Un employé d'un café sert des pâtisseries à Tripoli le 21 août 2014 |
Ces témoins du leg colonial et de la proximité culturelle entre les deux pays de la Méditerranée se dressent tels un défi à la violence et aux incertitudes du moment.
"Je ne peux pas commencer la journée sans un café Nos nos (moitié café moitié lait)", autrement dit un Macchiato, soupire, Salem, un Tripolitain à la retraite, attablé de bonne heure, avec ses amis, à la terrasse du Café Omar al-Mokhtar, du nom du héros de la lutte contre les colons italiens. L'assistance fait la moue quand on lui demande de commenter la situation sécuritaire dans le pays, qui sombre dans l'anarchie, préférant regarder ailleurs.
"Le meilleur café de la ville" proclame l'enseigne du café sur une grande rue commerçante.

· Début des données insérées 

//! Recipe listing page.
//!
//! # Design
//! - Filters live in the location query (`?tags=1,2&ingredients=3`) so they survive reloads
//!   and history navigation; chips push a new query through the navigator.
//! - Rows come from the bundled demo catalog; nothing is fetched.

use crate::components::use_bundle;
use crate::i18n::TranslationBundle;
use crate::logic::{RecipeQuery, filter_recipes, toggle_id};
use crate::models::{Catalog, RecipeSummary, demo_catalog};
use crate::routes::Route;
use gloo::console;
use yew::prelude::*;
use yew_router::prelude::*;

#[function_component(RecipesPage)]
pub(crate) fn recipes_page() -> Html {
    let bundle = use_bundle();
    let catalog = use_memo(|_| load_catalog(), ());
    let navigator = use_navigator();
    let search = use_location()
        .map(|location| location.query_str().to_string())
        .unwrap_or_default();

    let parsed = use_memo(|search: &String| RecipeQuery::parse(search), search.clone());
    {
        let parsed = parsed.clone();
        use_effect_with_deps(
            move |_| {
                if let Err(err) = parsed.as_ref() {
                    console::error!("recipe filters ignored", err.to_string());
                }
                || ()
            },
            search,
        );
    }
    let (query, bad_query) = match parsed.as_ref() {
        Ok(query) => (query.clone(), false),
        Err(_) => (RecipeQuery::default(), true),
    };

    let on_filter = Callback::from(move |next: RecipeQuery| {
        let Some(navigator) = navigator.as_ref() else {
            return;
        };
        if next.is_empty() {
            navigator.push(&Route::Recipes);
            return;
        }
        if let Err(err) = navigator.push_with_query(&Route::Recipes, &next.to_pairs()) {
            console::error!("recipe filter navigation failed", err.to_string());
        }
    });

    let Some(catalog) = catalog.as_ref() else {
        return html! {
            <section class="recipes-page">
                <h2>{bundle.text("recipes.title", "Recipes")}</h2>
                <p class="notice error">{bundle.text("recipes.catalog_unavailable", "")}</p>
            </section>
        };
    };
    let rows = filter_recipes(catalog, &query);

    html! {
        <section class="recipes-page">
            <div class="panel-head">
                <h2>{bundle.text("recipes.title", "Recipes")}</h2>
                <p class="muted">{bundle.text("recipes.body", "")}</p>
            </div>
            {if bad_query {
                html! { <p class="notice warning">{bundle.text("recipes.bad_query", "")}</p> }
            } else { html! {} }}
            {filter_bar(&bundle, catalog, &query, &on_filter)}
            {if rows.is_empty() {
                html! { <p class="muted empty">{bundle.text("recipes.empty", "")}</p> }
            } else {
                html! {
                    <ul class="recipe-grid">
                        {for rows.into_iter().map(|recipe| recipe_card(&bundle, recipe))}
                    </ul>
                }
            }}
        </section>
    }
}

fn load_catalog() -> Option<Catalog> {
    match demo_catalog() {
        Ok(catalog) => Some(catalog),
        Err(err) => {
            console::error!("recipe catalog failed to load", err.to_string());
            None
        }
    }
}

fn filter_bar(
    bundle: &TranslationBundle,
    catalog: &Catalog,
    query: &RecipeQuery,
    on_filter: &Callback<RecipeQuery>,
) -> Html {
    let tag_chips = catalog.tags.iter().map(|tag| {
        let next = RecipeQuery {
            tags: toggle_id(&query.tags, i64::from(tag.id)),
            ingredients: query.ingredients.clone(),
        };
        chip(&tag.name, query.tags.contains(&i64::from(tag.id)), next, on_filter)
    });
    let ingredient_chips = catalog.ingredients.iter().map(|ingredient| {
        let next = RecipeQuery {
            tags: query.tags.clone(),
            ingredients: toggle_id(&query.ingredients, i64::from(ingredient.id)),
        };
        chip(
            &ingredient.name,
            query.ingredients.contains(&i64::from(ingredient.id)),
            next,
            on_filter,
        )
    });
    let clear = {
        let on_filter = on_filter.clone();
        Callback::from(move |_| on_filter.emit(RecipeQuery::default()))
    };

    html! {
        <div class="filter-bar">
            <div class="chip-row">
                <small>{bundle.text("recipes.tags", "Tags")}</small>
                {for tag_chips}
            </div>
            <div class="chip-row">
                <small>{bundle.text("recipes.ingredients", "Ingredients")}</small>
                {for ingredient_chips}
            </div>
            {if query.is_empty() {
                html! {}
            } else {
                html! {
                    <button class="ghost" onclick={clear}>{bundle.text("recipes.clear", "Clear filters")}</button>
                }
            }}
        </div>
    }
}

fn chip(label: &str, active: bool, next: RecipeQuery, on_filter: &Callback<RecipeQuery>) -> Html {
    let on_filter = on_filter.clone();
    html! {
        <button
            class={classes!("chip", active.then_some("active"))}
            aria-pressed={active.to_string()}
            onclick={Callback::from(move |_| on_filter.emit(next.clone()))}
        >
            {label}
        </button>
    }
}

fn recipe_card(bundle: &TranslationBundle, recipe: &RecipeSummary) -> Html {
    html! {
        <li class="recipe-card" key={recipe.id}>
            <h3>{&recipe.title}</h3>
            <p class="meta">
                <span>{format!("{} {}", recipe.time_minutes, bundle.text("recipes.minutes", "min"))}</span>
                <span>{format!("${}", recipe.price)}</span>
            </p>
            <div class="pill-row">
                {for recipe.tags.iter().map(|tag| html! { <span class="pill">{&tag.name}</span> })}
            </div>
            <p class="muted ingredients">
                {recipe.ingredients.iter().map(|i| i.name.as_str()).collect::<Vec<_>>().join(", ")}
            </p>
            <a href={recipe.link.clone()} target="_blank" rel="noopener noreferrer">
                {bundle.text("recipes.open", "Open")}
            </a>
        </li>
    }
}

La phrase en anglais orne aussi les gobelets en carton dans lesquels est servi le breuvage, brun foncé à la mousse dorée. Le petit café est ouvert 24 heures sur 24 et il n'est pas le seul de la ville à fonctionner ainsi, car les Libyens boivent du café à toute heure de la journée et de la nuit.
Introduit par les Italiens dans un pays dont les habitants sont réputés être de gros buveurs de thé, le café expresso s'est ancré dans les habitudes de tous les jours. Après la chute du pouvoir de Mouammar Kadhafi, dont le régime n'était pas ouvert aux investissements étrangers, une grande maison de café romaine, est venue s'installer à Tripoli.

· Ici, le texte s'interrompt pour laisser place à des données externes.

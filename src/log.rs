//! Minimal stderr progress/diagnostic logging.
//!
//! Mirrors the corpus's own diagnostic style: no logging framework, a
//! handful of leveled lines on stderr, stdout kept clean for the final
//! success summary.

use std::io::Write;

#[derive(Clone, Copy, Debug, Eq, PartialEq)]
pub enum Level {
    Info,
    Warn,
    Error,
}

impl Level {
    fn prefix(self) -> &'static str {
        match self {
            Level::Info => "INFO",
            Level::Warn => "WARN",
            Level::Error => "ERROR",
        }
    }

    /// ANSI color code for this level, applied only when stderr is a TTY.
    fn color(self) -> &'static str {
        match self {
            Level::Info => "\x1b[36m",
            Level::Warn => "\x1b[33m",
            Level::Error => "\x1b[31m",
        }
    }
}

/// Write one line to stderr: `LEVEL  message`, colored by level when stderr
/// is a TTY. Never panics on a broken pipe.
pub fn log(level: Level, message: impl AsRef<str>) {
    let line = if atty::is(atty::Stream::Stderr) {
        format!("{}{:<5}\x1b[0m  {}\n", level.color(), level.prefix(), message.as_ref())
    } else {
        format!("{:<5}  {}\n", level.prefix(), message.as_ref())
    };
    let _ = std::io::stderr().lock().write_all(line.as_bytes());
}

macro_rules! info {
    ($($arg:tt)*) => { $crate::log::log($crate::log::Level::Info, format!($($arg)*)) };
}

macro_rules! warn {
    ($($arg:tt)*) => { $crate::log::log($crate::log::Level::Warn, format!($($arg)*)) };
}

macro_rules! error {
    ($($arg:tt)*) => { $crate::log::log($crate::log::Level::Error, format!($($arg)*)) };
}

pub(crate) use error;
pub(crate) use info;
pub(crate) use warn;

Elle compte aujourd'hui trois cafés en franchise dans Tripoli, explique le directeur de l'un des trois établissements adossé, face à la mer, à la médina de Tripoli, non loin du vieux quartier italien. "On est exceptionnel", affirme le directeur, Rachid, un Marocain dynamique qui a accepté de quitter un café de la marque à Dubaï pour venir tenter sa chance à Tripoli.
"Nos clients reviennent tous les jours", s'enthousiasme-t-il en montrant l'établissement où aucune table n'est inoccupée et où on remarque la présence de femmes, chose rare dan un café à Tripoli. La terrasse avec ses palmiers décorés de guirlandes et son gazon bien taillé est un point lumineux au milieu du noir ambiant résultant d'une coupure du courant électrique.

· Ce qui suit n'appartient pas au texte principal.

//! Auth registry (C2): maps a requesting context (named key, or bucket/host
//! inferred from the URL) to a [`Signer`].

use std::collections::BTreeMap;
use std::time::Duration;

use base64::Engine;
use chrono::Utc;
use hmac::{Hmac, Mac};
use reqwest::header::{HeaderName, HeaderValue};
use reqwest::Url;
use sha1::Sha1;

use crate::endpoint;
use crate::error::{RemoteError, RetryMode};
use crate::model::{AuthEntry, AuthenticationSection, Credentials};
use crate::retry::{HttpClient, PreparedRequest, Signer};

type HmacSha1 = Hmac<Sha1>;

/// HTTP Basic signer: `Authorization: Basic base64(user:pass)`.
pub struct BasicSigner {
    username: String,
    password: String,
}

impl Signer for BasicSigner {
    fn sign(&self, req: &mut PreparedRequest) -> Result<(), RemoteError> {
        let token = base64::engine::general_purpose::STANDARD
            .encode(format!("{}:{}", self.username, self.password));
        insert_header(&mut req.headers, "Authorization", &format!("Basic {token}"))?;
        Ok(())
    }
}

/// Produces S3 credentials for signing. A static credential set for
/// access-key auth, or an instance-role provider that fetches lazily,
/// per spec.md §9's "always fetch-on-sign" requirement (no caching, even
/// across retries of the same logical request).
pub trait CredentialsSource: Send + Sync {
    fn credentials(&self) -> Result<Credentials, RemoteError>;
}

pub struct StaticCredentials(pub Credentials);

impl CredentialsSource for StaticCredentials {
    fn credentials(&self) -> Result<Credentials, RemoteError> {
        Ok(self.0.clone())
    }
}

/// Fetches temporary credentials from the instance metadata service just
/// before each signing call. Never caches: if credentials expire between
/// signing and dispatch, the next attempt (including a retry) re-fetches.
pub struct InstanceRoleCredentials {
    pub role_name: Option<String>,
    pub metadata_base: String,
}

impl InstanceRoleCredentials {
    pub fn new(role_name: Option<String>) -> Self {
        Self {
            role_name,
            metadata_base: "http://169.254.169.254/latest/meta-data/iam/security-credentials".to_string(),
        }
    }
}

impl CredentialsSource for InstanceRoleCredentials {
    fn credentials(&self) -> Result<Credentials, RemoteError> {
        let client = HttpClient::default();
        let timeout = Duration::from_secs(2);

        let role = match &self.role_name {
            Some(r) => r.clone(),
            None => {
                let (bytes, _) = client.get_with_timeout(&self.metadata_base, None, Some(timeout))?;
                String::from_utf8(bytes)
                    .map_err(|e| RemoteError::new(RetryMode::Terminal, format!("non-UTF8 role name: {e}")))?
                    .trim()
                    .to_string()
            }
        };

        let url = format!("{}/{}", self.metadata_base, role);
        let (bytes, _) = client.get_with_timeout(&url, None, Some(timeout))?;
        let doc: serde_json::Value = serde_json::from_slice(&bytes)
            .map_err(|e| RemoteError::new(RetryMode::Terminal, format!("invalid credentials JSON: {e}")))?;

        let get_str = |k: &str| doc.get(k).and_then(|v| v.as_str()).map(str::to_string);
        let access_key = get_str("AccessKeyId")
            .ok_or_else(|| RemoteError::new(RetryMode::Terminal, "missing AccessKeyId".to_string()))?;
        let secret_key = get_str("SecretAccessKey")
            .ok_or_else(|| RemoteError::new(RetryMode::Terminal, "missing SecretAccessKey".to_string()))?;
        let security_token = get_str("Token");
        let expiration = get_str("Expiration").and_then(|s| {
            chrono::DateTime::parse_from_rfc3339(&s)
                .ok()
                .map(|d| d.with_timezone(&Utc))
        });

        Ok(Credentials {
            access_key,
            secret_key,
            security_token,
            expiration,
        })
    }
}

/// AWS S3 signature v1: HMAC-SHA1 canonical-string signing, as specified
/// in spec.md §4.2. Credentials are re-fetched on every `sign` call.
pub struct S3Signer {
    credentials: Box<dyn CredentialsSource>,
}

impl S3Signer {
    pub fn new(credentials: Box<dyn CredentialsSource>) -> Self {
        Self { credentials }
    }
}

impl Signer for S3Signer {
    fn sign(&self, req: &mut PreparedRequest) -> Result<(), RemoteError> {
        let creds = self.credentials.credentials()?;

        if req.headers.get("date").is_none() {
            let now = Utc::now();
            let formatted = now.format("%a, %d %b %Y %H:%M:%S GMT").to_string();
            insert_header(&mut req.headers, "X-Amz-Date", &formatted)?;
        }

        if let Some(token) = &creds.security_token {
            insert_header(&mut req.headers, "x-amz-security-token", token)?;
        }

        let canonical_amz_headers = canonicalized_amz_headers(&req.headers);
        let canonical_resource = endpoint::canonicalized_resource(&req.url);
        let date_header = req
            .headers
            .get("date")
            .and_then(|v| v.to_str().ok())
            .unwrap_or("")
            .to_string();

        let string_to_sign = format!(
            "{}\n{}\n{}\n{}\n{}{}",
            req.method,
            req.content_md5.clone().unwrap_or_default(),
            req.content_type.clone().unwrap_or_default(),
            date_header,
            canonical_amz_headers,
            canonical_resource,
        );

        let mut mac = HmacSha1::new_from_slice(creds.secret_key.as_bytes())
            .map_err(|e| RemoteError::new(RetryMode::Terminal, format!("bad secret key: {e}")))?;
        mac.update(string_to_sign.as_bytes());
        let signature = base64::engine::general_purpose::STANDARD.encode(mac.finalize().into_bytes());

        insert_header(
            &mut req.headers,
            "Authorization",
            &format!("AWS {}:{}", creds.access_key, signature),
        )?;
        Ok(())
    }
}

/// All headers whose lowercase name starts with `x-amz-`, each rendered
/// as `name:value`, sorted, joined with `\n`, trailing `\n`.
fn canonicalized_amz_headers(headers: &reqwest::header::HeaderMap) -> String {
    let mut pairs: BTreeMap<String, String> = BTreeMap::new();
    for (name, value) in headers.iter() {
        let lower = name.as_str().to_lowercase();
        if lower.starts_with("x-amz-") {
            let value_str = value.to_str().unwrap_or_default();
            pairs
                .entry(lower)
                .and_modify(|v| {
                    v.push(',');
                    v.push_str(value_str);
                })
                .or_insert_with(|| value_str.to_string());
        }
    }
    let mut out = String::new();
    for (name, value) in pairs {
        out.push_str(&name);
        out.push(':');
        out.push_str(&value);
        out.push('\n');
    }
    out
}

fn insert_header(headers: &mut reqwest::header::HeaderMap, name: &str, value: &str) -> Result<(), RemoteError> {
    let header_name = HeaderName::from_bytes(name.as_bytes())
        .map_err(|e| RemoteError::new(RetryMode::Terminal, format!("invalid header name {name:?}: {e}")))?;
    let header_value = HeaderValue::from_str(value)
        .map_err(|e| RemoteError::new(RetryMode::Terminal, format!("invalid header value for {name:?}: {e}")))?;
    headers.insert(header_name, header_value);
    Ok(())
}

/// Registry of signers, built once from the model's `Authentication`
/// section. `resolve` implements spec.md §4.2's lookup order: an
/// explicit named key first, then a bucket-keyed S3 default, then a
/// host-keyed Basic default.
#[derive(Default)]
pub struct AuthRegistry {
    named: BTreeMap<String, std::sync::Arc<dyn Signer>>,
    bucket_signers: BTreeMap<String, std::sync::Arc<dyn Signer>>,
    host_signers: BTreeMap<String, std::sync::Arc<dyn Signer>>,
}

impl AuthRegistry {
    pub fn from_section(section: &AuthenticationSection) -> Self {
        let mut registry = AuthRegistry::default();

        for (key, entry) in &section.entries {
            match entry {
                AuthEntry::S3 {
                    access_key_id,
                    secret_access_key,
                    buckets,
                    role_name,
                } => {
                    let credentials: Box<dyn CredentialsSource> = match (access_key_id, secret_access_key) {
                        (Some(ak), Some(sk)) => Box::new(StaticCredentials(Credentials {
                            access_key: ak.clone(),
                            secret_key: sk.clone(),
                            security_token: None,
                            expiration: None,
                        })),
                        _ => Box::new(InstanceRoleCredentials::new(role_name.clone())),
                    };
                    let signer: std::sync::Arc<dyn Signer> = std::sync::Arc::new(S3Signer::new(credentials));
                    registry.named.insert(key.clone(), signer.clone());
                    for bucket in buckets.iter().flatten() {
                        registry.bucket_signers.insert(bucket.clone(), signer.clone());
                    }
                }
                AuthEntry::Basic {
                    username,
                    password,
                    uris,
                } => {
                    let signer: std::sync::Arc<dyn Signer> = std::sync::Arc::new(BasicSigner {
                        username: username.clone(),
                        password: password.clone(),
                    });
                    registry.named.insert(key.clone(), signer.clone());
                    for uri in uris.iter().flatten() {
                        if let Ok(parsed) = Url::parse(uri) {
                            if let Some(host) = parsed.host_str() {
                                registry.host_signers.insert(host.to_string(), signer.clone());
                            }
                        }
                    }
                }
            }
        }

        registry
    }

    /// `resolve(key?) -> signer`. With a key, looks up the named entry
    /// directly. Without one, falls back to the default composite signer
    /// for `url`: a bucket-keyed S3 signer, then a host-keyed Basic signer.
    pub fn resolve(&self, key: Option<&str>, url: &Url) -> Option<std::sync::Arc<dyn Signer>> {
        if let Some(k) = key {
            return self.named.get(k).cloned();
        }
        if let Some(bucket) = endpoint::extract_bucket(url) {
            if let Some(s) = self.bucket_signers.get(&bucket) {
                return Some(s.clone());
            }
        }
        if let Some(host) = url.host_str() {
            if let Some(s) = self.host_signers.get(host) {
                return Some(s.clone());
            }
        }
        None
    }
}

#[cfg(test)]
mod tests {
    use super::*;

    #[test]
    fn basic_signer_sets_authorization_header() {
        let signer = BasicSigner {
            username: "alice".to_string(),
            password: "secret".to_string(),
        };
        let mut req = PreparedRequest::get(Url::parse("https://example.com/x").unwrap());
        signer.sign(&mut req).unwrap();
        let auth = req.headers.get("Authorization").unwrap().to_str().unwrap();
        assert!(auth.starts_with("Basic "));
    }

    #[test]
    fn s3_signer_adds_authorization_and_date() {
        let signer = S3Signer::new(Box::new(StaticCredentials(Credentials {
            access_key: "AKIDEXAMPLE".to_string(),
            secret_key: "secret".to_string(),
            security_token: None,
            expiration: None,
        })));
        let mut req = PreparedRequest::get(Url::parse("https://bucket.s3.amazonaws.com/key").unwrap());
        signer.sign(&mut req).unwrap();
        assert!(req.headers.get("Authorization").unwrap().to_str().unwrap().starts_with("AWS AKIDEXAMPLE:"));
        assert!(req.headers.get("X-Amz-Date").is_some());
    }

    #[test]
    fn resolve_prefers_named_key() {
        let mut section = AuthenticationSection::default();
        section.entries.insert(
            "creds".to_string(),
            AuthEntry::Basic {
                username: "a".to_string(),
                password: "b".to_string(),
                uris: Some(vec!["https://example.com".to_string()]),
            },
        );
        let registry = AuthRegistry::from_section(&section);
        let url = Url::parse("https://other-host.com/x").unwrap();
        assert!(registry.resolve(Some("creds"), &url).is_some());
        assert!(registry.resolve(None, &url).is_none());
        let matching_host = Url::parse("https://example.com/x").unwrap();
        assert!(registry.resolve(None, &matching_host).is_some());
    }
}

De jeunes libyens se lancent dans le métier à l'instar de Mohamed, la trentaine, patron de L'Adreyan Café, petit établissement du front de mer qui dit miser sur la qualité. "Je choisis le café avec le plus grand soin", dit-t-il en montrant les sacs dorés d'une grande marque italienne, et en indiquant que les importateurs de cafés italiens ne manquent pas à Tripoli.
Pizza au feu de bois
La qualité n'est sûrement pas la marque des pizzas qu'on peut consommer à Tripoli où ce plat est souvent adapté au goût local, avec des sauces fortes et autres ingrédients n'entrant pas traditionnellement dans sa composition. Il existe néanmoins quelques pizzerias qui comme Il Forno tentent de préserver la tradition napolitaine de la pizza au feu de bois bien qu'il soit difficile parfois de se procurer de bons fromages.
"Mes gosses en veulent tous les jours", dit un Libyen entouré de ses trois enfants, venus déguster des pizzas dans un restaurant du centre de Tripoli. Ce sont les jeunes qui constituent l'essentiel de la clientèle, fait remarquer Ahmed, un pizzaïolo, en montrant ses clients, apparemment insensibles aux canonnades qui déchirent le Sud de la ville.
L'expresso et la pizza mais également les pâtes, dont les Libyens sont de gros consommateurs, soulignent les liens avec l'Italie, l'un des rares pays occidentaux à garder une présence diplomatique à Tripoli en dépit de la dégradation des conditions de sécurité.